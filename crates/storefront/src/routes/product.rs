//! Product page: details, the caller's wishlist state and reviews.

use askama::Template;
use askama_web::WebTemplate;
use axum::{
    Form,
    extract::{Path, Query, State},
    response::{IntoResponse, Response},
};
use handmade_market_core::{ProductId, Rating};
use serde::Deserialize;
use tracing::instrument;

use super::fragment::{
    Layout, NotFoundTemplate, RefetchQuery, SkeletonTemplate, Toast, invalid_input, mutate,
    not_found_page, parse_id, resolve,
};
use crate::filters;
use crate::middleware::{CspNonce, OptionalIdentity, RequireIdentity};
use crate::state::AppState;
use crate::sync::{Mutation, QueryState};
use crate::views::{self, ProductDetailView, ReviewSummary, ReviewView, ShopView};

/// Product page shell.
#[derive(Template, WebTemplate)]
#[template(path = "product.html")]
pub struct ProductTemplate {
    pub layout: Layout,
    pub name: String,
    pub details: SkeletonTemplate,
    pub reviews: SkeletonTemplate,
}

/// Product details (HTMX).
#[derive(Template, WebTemplate)]
#[template(path = "fragments/product_details.html")]
pub struct ProductDetailsTemplate {
    pub product: ProductDetailView,
    pub shop: Option<ShopView>,
    pub signed_in: bool,
    pub in_wishlist: bool,
    pub product_id: ProductId,
    pub shop_id: handmade_market_core::ShopId,
}

/// Review list and form (HTMX).
#[derive(Template, WebTemplate)]
#[template(path = "fragments/reviews.html")]
pub struct ReviewsTemplate {
    pub product_id: ProductId,
    pub summary: Option<ReviewSummary>,
    pub reviews: Vec<ReviewView>,
    pub signed_in: bool,
}

fn details_src(id: ProductId) -> String {
    format!("/product/{id}/details")
}

fn reviews_src(id: ProductId) -> String {
    format!("/product/{id}/reviews")
}

/// Display the product page shell.
#[instrument(skip(state, identity, nonce))]
pub async fn show(
    State(state): State<AppState>,
    Path(raw_id): Path<String>,
    OptionalIdentity(identity): OptionalIdentity,
    nonce: CspNonce,
) -> Response {
    let layout = Layout::new(nonce, identity.as_ref());
    let Some(id) = parse_id::<ProductId>(&raw_id) else {
        return not_found_page(layout, "Product");
    };

    let name = match state.queries().products(false).await {
        QueryState::Success(products) => match views::find_product(&products, id) {
            Some(product) => product.name.clone(),
            None => return not_found_page(layout, "Product"),
        },
        QueryState::Disabled | QueryState::Error(_) => "Product".to_string(),
    };

    ProductTemplate {
        layout,
        name,
        details: SkeletonTemplate::load(details_src(id), 2),
        reviews: SkeletonTemplate::load(reviews_src(id), 3),
    }
    .into_response()
}

/// Product details with the shop link and wishlist button (HTMX).
///
/// Only the product list is required; a missing shop or wishlist degrades
/// to no shop link and an unchecked wishlist button.
#[instrument(skip(state, identity))]
pub async fn details(
    State(state): State<AppState>,
    Path(raw_id): Path<String>,
    Query(query): Query<RefetchQuery>,
    OptionalIdentity(identity): OptionalIdentity,
) -> Response {
    let Some(id) = parse_id::<ProductId>(&raw_id) else {
        return NotFoundTemplate::entity("Product").into_response();
    };

    let queries = state.queries();
    let (products, shops, wishlist) = tokio::join!(
        queries.products(query.refetch),
        queries.shops(query.refetch),
        queries.wishlist(identity.as_ref(), query.refetch)
    );
    let products = match resolve(products, &details_src(id), "Failed to load product", 2) {
        Ok(products) => products,
        Err(response) => return response,
    };

    let Some(product) = views::find_product(&products, id) else {
        return NotFoundTemplate::entity("Product").into_response();
    };

    let shop = shops
        .success()
        .and_then(|shops| views::find_shop(&shops, product.shop_id).map(ShopView::from));
    let in_wishlist = wishlist
        .success()
        .is_some_and(|ids| ids.contains(&product.id));

    ProductDetailsTemplate {
        product: ProductDetailView::from(product),
        shop,
        signed_in: identity.is_some(),
        in_wishlist,
        product_id: product.id,
        shop_id: product.shop_id,
    }
    .into_response()
}

/// Reviews for a product (HTMX).
#[instrument(skip(state, identity))]
pub async fn reviews(
    State(state): State<AppState>,
    Path(raw_id): Path<String>,
    Query(query): Query<RefetchQuery>,
    OptionalIdentity(identity): OptionalIdentity,
) -> Response {
    let Some(id) = parse_id::<ProductId>(&raw_id) else {
        return NotFoundTemplate::entity("Product").into_response();
    };
    render_reviews(&state, id, query.refetch, identity.is_some()).await
}

async fn render_reviews(
    state: &AppState,
    id: ProductId,
    refetch: bool,
    signed_in: bool,
) -> Response {
    let reviews = match resolve(
        state.queries().reviews(id, refetch).await,
        &reviews_src(id),
        "Failed to load reviews",
        3,
    ) {
        Ok(reviews) => reviews,
        Err(response) => return response,
    };

    ReviewsTemplate {
        product_id: id,
        summary: views::review_summary(&reviews),
        reviews: reviews.iter().map(ReviewView::from).collect(),
        signed_in,
    }
    .into_response()
}

/// Review form submission.
#[derive(Debug, Deserialize)]
pub struct ReviewForm {
    #[serde(default)]
    pub rating: String,
    #[serde(default)]
    pub comment: String,
}

/// Submit a review, then re-render the reviews with the new one included.
#[instrument(skip(state, identity, form), fields(caller = %identity.principal))]
pub async fn add_review(
    State(state): State<AppState>,
    Path(raw_id): Path<String>,
    RequireIdentity(identity): RequireIdentity,
    Form(form): Form<ReviewForm>,
) -> Response {
    let Some(id) = parse_id::<ProductId>(&raw_id) else {
        return NotFoundTemplate::entity("Product").into_response();
    };

    let comment = form.comment.trim();
    if comment.is_empty() {
        return invalid_input("Please write a comment");
    }
    let Some(rating) = form
        .rating
        .trim()
        .parse::<u64>()
        .ok()
        .and_then(|value| Rating::new(value).ok())
    else {
        return invalid_input("Please choose a rating from 1 to 5 stars");
    };

    let mutation = Mutation::AddReview {
        product_id: id,
        rating,
        comment: comment.to_string(),
        photos: Vec::new(),
    };
    if let Err(response) = mutate(&state, &identity, mutation).await {
        return response;
    }

    Toast::success("Review submitted successfully!")
        .with_body(render_reviews(&state, id, false, true).await)
}
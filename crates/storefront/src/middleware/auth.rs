//! Identity extractors.
//!
//! Read-only pages use [`OptionalIdentity`]; every mutating route requires
//! [`RequireIdentity`], which sends anonymous callers to the login flow.

use axum::{
    extract::FromRequestParts,
    http::{StatusCode, request::Parts},
    response::{AppendHeaders, IntoResponse, Redirect, Response},
};
use tower_sessions::Session;

use crate::models::{Identity, session_keys};

/// Login entry point.
pub const LOGIN_PATH: &str = "/auth/login";

/// Extractor that requires an authenticated caller.
///
/// # Example
///
/// ```rust,ignore
/// async fn add_review(
///     RequireIdentity(identity): RequireIdentity,
/// ) -> impl IntoResponse {
///     format!("Reviewing as {}", identity.principal)
/// }
/// ```
pub struct RequireIdentity(pub Identity);

/// Rejection for a request that needs an identity but has none.
pub enum AuthRejection {
    /// Redirect to the login page (plain browser requests).
    RedirectToLogin,
    /// Ask HTMX to navigate to the login page.
    HxRedirectToLogin,
    /// No session layer; should not happen with the full router.
    Unauthorized,
}

impl IntoResponse for AuthRejection {
    fn into_response(self) -> Response {
        match self {
            Self::RedirectToLogin => Redirect::to(LOGIN_PATH).into_response(),
            Self::HxRedirectToLogin => (
                StatusCode::OK,
                AppendHeaders([("HX-Redirect", LOGIN_PATH)]),
            )
                .into_response(),
            Self::Unauthorized => StatusCode::UNAUTHORIZED.into_response(),
        }
    }
}

/// Whether the request was issued by HTMX.
#[must_use]
pub fn is_htmx(parts: &Parts) -> bool {
    parts.headers.contains_key("HX-Request")
}

async fn session_identity(session: &Session) -> Option<Identity> {
    session
        .get::<Identity>(session_keys::IDENTITY)
        .await
        .ok()
        .flatten()
}

impl<S> FromRequestParts<S> for RequireIdentity
where
    S: Send + Sync,
{
    type Rejection = AuthRejection;

    async fn from_request_parts(parts: &mut Parts, _state: &S) -> Result<Self, Self::Rejection> {
        let session = parts
            .extensions
            .get::<Session>()
            .ok_or(AuthRejection::Unauthorized)?;

        match session_identity(session).await {
            Some(identity) => Ok(Self(identity)),
            None if is_htmx(parts) => Err(AuthRejection::HxRedirectToLogin),
            None => Err(AuthRejection::RedirectToLogin),
        }
    }
}

/// Extractor that optionally gets the current caller.
pub struct OptionalIdentity(pub Option<Identity>);

impl<S> FromRequestParts<S> for OptionalIdentity
where
    S: Send + Sync,
{
    type Rejection = std::convert::Infallible;

    async fn from_request_parts(parts: &mut Parts, _state: &S) -> Result<Self, Self::Rejection> {
        let identity = match parts.extensions.get::<Session>() {
            Some(session) => session_identity(session).await,
            None => None,
        };

        Ok(Self(identity))
    }
}

/// Store the caller identity in the session.
///
/// Cycles the session ID so a pre-login ID cannot be reused.
///
/// # Errors
///
/// Returns an error if the session cannot be modified.
pub async fn set_identity(
    session: &Session,
    identity: &Identity,
) -> Result<(), tower_sessions::session::Error> {
    session.cycle_id().await?;
    session.insert(session_keys::IDENTITY, identity).await
}

/// Remove the caller identity from the session (logout).
///
/// # Errors
///
/// Returns an error if the session cannot be modified.
pub async fn clear_identity(
    session: &Session,
) -> Result<Option<Identity>, tower_sessions::session::Error> {
    session.remove::<Identity>(session_keys::IDENTITY).await
}

#[cfg(test)]
#[allow(clippy::unwrap_used)]
mod tests {
    use axum::http::{Request, header};

    use super::*;

    #[test]
    fn test_htmx_rejection_sets_hx_redirect() {
        let response = AuthRejection::HxRedirectToLogin.into_response();
        assert_eq!(response.status(), StatusCode::OK);
        assert_eq!(response.headers().get("HX-Redirect").unwrap(), LOGIN_PATH);
    }

    #[test]
    fn test_plain_rejection_redirects() {
        let response = AuthRejection::RedirectToLogin.into_response();
        assert!(response.status().is_redirection());
        assert_eq!(response.headers().get(header::LOCATION).unwrap(), LOGIN_PATH);
    }

    #[test]
    fn test_is_htmx() {
        let (parts, ()) = Request::builder()
            .header("HX-Request", "true")
            .body(())
            .unwrap()
            .into_parts();
        assert!(is_htmx(&parts));

        let (parts, ()) = Request::builder().body(()).unwrap().into_parts();
        assert!(!is_htmx(&parts));
    }
}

===

**Prompt**
Please copy every line of the data that carries the string "storefront".

**Exercise result**
filename crates/storefront/src/routes/product.rs
filename crates/storefront/src/middleware/auth.rs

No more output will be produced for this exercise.